▶ _Source material_:
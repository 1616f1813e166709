//! Two-phase attachment migration.
//!
//! The download phase matches legacy objects to `private_file_uploads` rows
//! by file name, stages each matched blob locally and records an
//! [`Attachment`] whose `object_key` is the staging path. The upload phase
//! pushes every staged blob to the new bucket and rewrites the key.

use std::path::{Path, PathBuf};

use bson::doc;
use bson::oid::ObjectId;
use tracing::{debug, info, warn};

use crate::error::Result;
use crate::model::{
    nil_id, Associate, Attachment, AttachmentType, Audit, Customer, Order, Staff, Status, Tenant,
};
use crate::objects::ObjectStore;
use crate::resolver::Resolver;
use crate::source::LegacyPrivateFile;
use crate::store::{DocumentStore, Repository};

use super::compose::text;
use super::resolve_audit;

/// The principal an attachment ends up bound to.
#[derive(Debug, Clone, PartialEq)]
pub struct Binding {
    pub type_of: AttachmentType,
    pub id: ObjectId,
    pub name: String,
}

/// Resolve the binding of a legacy row. Candidates are tried in the order
/// customer, associate, order, staff and the last one found wins.
pub async fn resolve_binding(
    resolver: &Resolver<'_>,
    row: &LegacyPrivateFile,
) -> Result<Option<Binding>> {
    let mut binding = None;
    if let Some(c) = resolver.legacy::<Customer>(row.customer_id).await? {
        binding = Some(Binding {
            type_of: AttachmentType::Customer,
            id: c.id,
            name: c.name,
        });
    }
    if let Some(a) = resolver.legacy::<Associate>(row.associate_id).await? {
        binding = Some(Binding {
            type_of: AttachmentType::Associate,
            id: a.id,
            name: a.name,
        });
    }
    if let Some(o) = resolver.legacy::<Order>(row.work_order_id).await? {
        binding = Some(Binding {
            type_of: AttachmentType::Order,
            id: o.id,
            name: String::new(),
        });
    }
    if let Some(s) = resolver.legacy::<Staff>(row.staff_id).await? {
        binding = Some(Binding {
            type_of: AttachmentType::Staff,
            id: s.id,
            name: s.name,
        });
    }
    Ok(binding)
}

/// `true` when the row's file name occurs in the legacy object key.
pub fn matches_key(row: &LegacyPrivateFile, key: &str) -> bool {
    row.basename().is_some_and(|name| key.contains(name))
}

pub fn attachment_from_legacy(
    row: &LegacyPrivateFile,
    tenant_id: ObjectId,
    binding: Binding,
    filename: &str,
    object_key: String,
    audit: Audit,
) -> Attachment {
    let mut attachment = Attachment {
        id: ObjectId::new(),
        tenant_id,
        public_id: row.id,
        type_of: binding.type_of,
        customer_id: nil_id(),
        customer_name: String::new(),
        associate_id: nil_id(),
        associate_name: String::new(),
        order_id: nil_id(),
        staff_id: nil_id(),
        staff_name: String::new(),
        object_key,
        filename: filename.to_string(),
        title: text(&row.title),
        description: text(&row.description),
        status: Status::from_archived(row.is_archived),
        audit,
    };
    match binding.type_of {
        AttachmentType::Customer => {
            attachment.customer_id = binding.id;
            attachment.customer_name = binding.name;
        }
        AttachmentType::Associate => {
            attachment.associate_id = binding.id;
            attachment.associate_name = binding.name;
        }
        AttachmentType::Order => attachment.order_id = binding.id,
        AttachmentType::Staff => {
            attachment.staff_id = binding.id;
            attachment.staff_name = binding.name;
        }
    }
    attachment
}

pub fn staging_path(staging_dir: &Path, filename: &str) -> PathBuf {
    staging_dir.join(filename)
}

/// Download phase: stage every matched legacy object and record its attachment.
pub async fn download_attachments(
    store: &dyn DocumentStore,
    tenant: &Tenant,
    legacy: &dyn ObjectStore,
    rows: &[LegacyPrivateFile],
    staging_dir: &Path,
) -> Result<usize> {
    info!("Beginning importing attachments from bucket {}", legacy.bucket());
    tokio::fs::create_dir_all(staging_dir).await?;
    let resolver = Resolver::for_tenant(store, tenant.id);
    let repo = Repository::<Attachment>::new(store);
    let keys = legacy.list_keys().await?;
    debug!("Listed {} legacy objects", keys.len());

    let mut imported = 0;
    for key in &keys {
        for row in rows.iter().filter(|row| matches_key(row, key)) {
            let Some(filename) = row.basename() else {
                continue;
            };
            let Some(binding) = resolve_binding(&resolver, row).await? else {
                warn!(
                    "Skipping private file {} for {}: no bound principal found",
                    row.id, key
                );
                continue;
            };

            let body = legacy.get(key).await?;
            let path = staging_path(staging_dir, filename);
            tokio::fs::write(&path, &body).await?;
            debug!("Staged {} ({} bytes) at {}", key, body.len(), path.display());

            let audit = resolve_audit(&resolver, &row.audit).await?;
            let attachment = attachment_from_legacy(
                row,
                tenant.id,
                binding,
                filename,
                path.to_string_lossy().into_owned(),
                audit,
            );
            repo.insert(&attachment).await?;
            imported += 1;
            info!("Imported Attachment ID# {}", attachment.id);
        }
    }
    info!("Finished importing attachments");
    Ok(imported)
}

/// Upload phase: push staged blobs to the new bucket and rewrite their keys.
/// Attachments already under the upload prefix are left alone.
pub async fn upload_attachments(
    store: &dyn DocumentStore,
    tenant: &Tenant,
    target: &dyn ObjectStore,
) -> Result<usize> {
    info!("Beginning uploading attachments to bucket {}", target.bucket());
    let repo = Repository::<Attachment>::new(store);
    let mut uploaded = 0;
    for mut attachment in repo.find(doc! { "tenant_id": tenant.id }).await? {
        if attachment.is_uploaded() {
            continue;
        }
        let body = tokio::fs::read(&attachment.object_key).await?;
        let key = Attachment::upload_key(&attachment.tenant_id, &attachment.filename);
        target.put(&key, body).await?;

        attachment.object_key = key;
        repo.replace(&attachment).await?;
        uploaded += 1;
        info!(
            "Uploaded Attachment ID# {} to {}",
            attachment.id, attachment.object_key
        );
    }
    info!("Finished uploading attachments");
    Ok(uploaded)
}

#[cfg(test)]
mod tests {
    use super::*;

    fn row(data_file: &str) -> LegacyPrivateFile {
        LegacyPrivateFile {
            id: 3,
            data_file: Some(data_file.to_string()),
            title: Some("Quote".into()),
            ..Default::default()
        }
    }

    #[test]
    fn test_matches_key_by_basename() {
        assert!(matches_key(&row("/var/foo/xyz.pdf"), "media/u/abc/xyz.pdf"));
        assert!(!matches_key(&row("/var/foo/other.pdf"), "media/u/abc/xyz.pdf"));
        assert!(!matches_key(&row("/var/foo/"), "media/u/abc/xyz.pdf"));
        assert!(!matches_key(&row("/var/foo/.."), "media/u/../xyz.pdf"));
        assert!(!matches_key(&LegacyPrivateFile::default(), "anything"));
    }

    #[test]
    fn test_attachment_binds_one_principal() {
        let staff = ObjectId::new();
        let attachment = attachment_from_legacy(
            &row("/var/foo/xyz.pdf"),
            ObjectId::new(),
            Binding {
                type_of: AttachmentType::Staff,
                id: staff,
                name: "Ann Lee".into(),
            },
            "xyz.pdf",
            "./static/xyz.pdf".into(),
            Audit::default(),
        );
        assert_eq!(attachment.type_of, AttachmentType::Staff);
        assert_eq!(attachment.bound_id(), staff);
        assert_eq!(attachment.staff_name, "Ann Lee");
        assert_eq!(attachment.customer_id, nil_id());
        assert_eq!(attachment.order_id, nil_id());
        assert!(!attachment.is_uploaded());
    }
}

▶ _Exercise_:
All of the entries above should be written out again exactly.

▶ _Answer to the exercise_:
repository 1616f1813e166709
//! Two-phase attachment migration.
//!
//! The download phase matches legacy objects to `private_file_uploads` rows
//! by file name, stages each matched blob locally and records an
//! [`Attachment`] whose `object_key` is the staging path. The upload phase
//! pushes every staged blob to the new bucket and rewrites the key.

use std::path::{Path, PathBuf};

use bson::doc;
use bson::oid::ObjectId;
use tracing::{debug, info, warn};

use crate::error::Result;
use crate::model::{
    nil_id, Associate, Attachment, AttachmentType, Audit, Customer, Order, Staff, Status, Tenant,
};
use crate::objects::ObjectStore;
use crate::resolver::Resolver;
use crate::source::LegacyPrivateFile;
use crate::store::{DocumentStore, Repository};

use super::compose::text;
use super::resolve_audit;

/// The principal an attachment ends up bound to.
#[derive(Debug, Clone, PartialEq)]
pub struct Binding {
    pub type_of: AttachmentType,
    pub id: ObjectId,
    pub name: String,
}

/// Resolve the binding of a legacy row. Candidates are tried in the order
/// customer, associate, order, staff and the last one found wins.
pub async fn resolve_binding(
    resolver: &Resolver<'_>,
    row: &LegacyPrivateFile,
) -> Result<Option<Binding>> {
    let mut binding = None;
    if let Some(c) = resolver.legacy::<Customer>(row.customer_id).await? {
        binding = Some(Binding {
            type_of: AttachmentType::Customer,
            id: c.id,
            name: c.name,
        });
    }
    if let Some(a) = resolver.legacy::<Associate>(row.associate_id).await? {
        binding = Some(Binding {
            type_of: AttachmentType::Associate,
            id: a.id,
            name: a.name,
        });
    }
    if let Some(o) = resolver.legacy::<Order>(row.work_order_id).await? {
        binding = Some(Binding {
            type_of: AttachmentType::Order,
            id: o.id,
            name: String::new(),
        });
    }
    if let Some(s) = resolver.legacy::<Staff>(row.staff_id).await? {
        binding = Some(Binding {
            type_of: AttachmentType::Staff,
            id: s.id,
            name: s.name,
        });
    }
    Ok(binding)
}

/// `true` when the row's file name occurs in the legacy object key.
pub fn matches_key(row: &LegacyPrivateFile, key: &str) -> bool {
    row.basename().is_some_and(|name| key.contains(name))
}

pub fn attachment_from_legacy(
    row: &LegacyPrivateFile,
    tenant_id: ObjectId,
    binding: Binding,
    filename: &str,
    object_key: String,
    audit: Audit,
) -> Attachment {
    let mut attachment = Attachment {
        id: ObjectId::new(),
        tenant_id,
        public_id: row.id,
        type_of: binding.type_of,
        customer_id: nil_id(),
        customer_name: String::new(),
        associate_id: nil_id(),
        associate_name: String::new(),
        order_id: nil_id(),
        staff_id: nil_id(),
        staff_name: String::new(),
        object_key,
        filename: filename.to_string(),
        title: text(&row.title),
        description: text(&row.description),
        status: Status::from_archived(row.is_archived),
        audit,
    };
    match binding.type_of {
        AttachmentType::Customer => {
            attachment.customer_id = binding.id;
            attachment.customer_name = binding.name;
        }
        AttachmentType::Associate => {
            attachment.associate_id = binding.id;
            attachment.associate_name = binding.name;
        }
        AttachmentType::Order => attachment.order_id = binding.id,
        AttachmentType::Staff => {
            attachment.staff_id = binding.id;
            attachment.staff_name = binding.name;
        }
    }
    attachment
}

pub fn staging_path(staging_dir: &Path, filename: &str) -> PathBuf {
    staging_dir.join(filename)
}

/// Download phase: stage every matched legacy object and record its attachment.
pub async fn download_attachments(
    store: &dyn DocumentStore,
    tenant: &Tenant,
    legacy: &dyn ObjectStore,
    rows: &[LegacyPrivateFile],
    staging_dir: &Path,
) -> Result<usize> {
    info!("Beginning importing attachments from bucket {}", legacy.bucket());
    tokio::fs::create_dir_all(staging_dir).await?;
    let resolver = Resolver::for_tenant(store, tenant.id);
    let repo = Repository::<Attachment>::new(store);
    let keys = legacy.list_keys().await?;
    debug!("Listed {} legacy objects", keys.len());

    let mut imported = 0;
    for key in &keys {
        for row in rows.iter().filter(|row| matches_key(row, key)) {
            let Some(filename) = row.basename() else {
                continue;
            };
            let Some(binding) = resolve_binding(&resolver, row).await? else {
                warn!(
                    "Skipping private file {} for {}: no bound principal found",
                    row.id, key
                );
                continue;
            };

            let body = legacy.get(key).await?;
            let path = staging_path(staging_dir, filename);
            tokio::fs::write(&path, &body).await?;
            debug!("Staged {} ({} bytes) at {}", key, body.len(), path.display());

            let audit = resolve_audit(&resolver, &row.audit).await?;
            let attachment = attachment_from_legacy(
                row,
                tenant.id,
                binding,
                filename,
                path.to_string_lossy().into_owned(),
                audit,
            );
            repo.insert(&attachment).await?;
            imported += 1;
            info!("Imported Attachment ID# {}", attachment.id);
        }
    }
    info!("Finished importing attachments");
    Ok(imported)
}

/// Upload phase: push staged blobs to the new bucket and rewrite their keys.
/// Attachments already under the upload prefix are left alone.
pub async fn upload_attachments(
    store: &dyn DocumentStore,
    tenant: &Tenant,
    target: &dyn ObjectStore,
) -> Result<usize> {
    info!("Beginning uploading attachments to bucket {}", target.bucket());
    let repo = Repository::<Attachment>::new(store);
    let mut uploaded = 0;
    for mut attachment in repo.find(doc! { "tenant_id": tenant.id }).await? {
        if attachment.is_uploaded() {
            continue;
        }
        let body = tokio::fs::read(&attachment.object_key).await?;
        let key = Attachment::upload_key(&attachment.tenant_id, &attachment.filename);
        target.put(&key, body).await?;

        attachment.object_key = key;
        repo.replace(&attachment).await?;
        uploaded += 1;
        info!(
            "Uploaded Attachment ID# {} to {}",
            attachment.id, attachment.object_key
        );
    }
    info!("Finished uploading attachments");
    Ok(uploaded)
}

#[cfg(test)]
mod tests {
    use super::*;

    fn row(data_file: &str) -> LegacyPrivateFile {
        LegacyPrivateFile {
            id: 3,
            data_file: Some(data_file.to_string()),
            title: Some("Quote".into()),
            ..Default::default()
        }
    }

    #[test]
    fn test_matches_key_by_basename() {
        assert!(matches_key(&row("/var/foo/xyz.pdf"), "media/u/abc/xyz.pdf"));
        assert!(!matches_key(&row("/var/foo/other.pdf"), "media/u/abc/xyz.pdf"));
        assert!(!matches_key(&row("/var/foo/"), "media/u/abc/xyz.pdf"));
        assert!(!matches_key(&row("/var/foo/.."), "media/u/../xyz.pdf"));
        assert!(!matches_key(&LegacyPrivateFile::default(), "anything"));
    }

    #[test]
    fn test_attachment_binds_one_principal() {
        let staff = ObjectId::new();
        let attachment = attachment_from_legacy(
            &row("/var/foo/xyz.pdf"),
            ObjectId::new(),
            Binding {
                type_of: AttachmentType::Staff,
                id: staff,
                name: "Ann Lee".into(),
            },
            "xyz.pdf",
            "./static/xyz.pdf".into(),
            Audit::default(),
        );
        assert_eq!(attachment.type_of, AttachmentType::Staff);
        assert_eq!(attachment.bound_id(), staff);
        assert_eq!(attachment.staff_name, "Ann Lee");
        assert_eq!(attachment.customer_id, nil_id());
        assert_eq!(attachment.order_id, nil_id());
        assert!(!attachment.is_uploaded());
    }
}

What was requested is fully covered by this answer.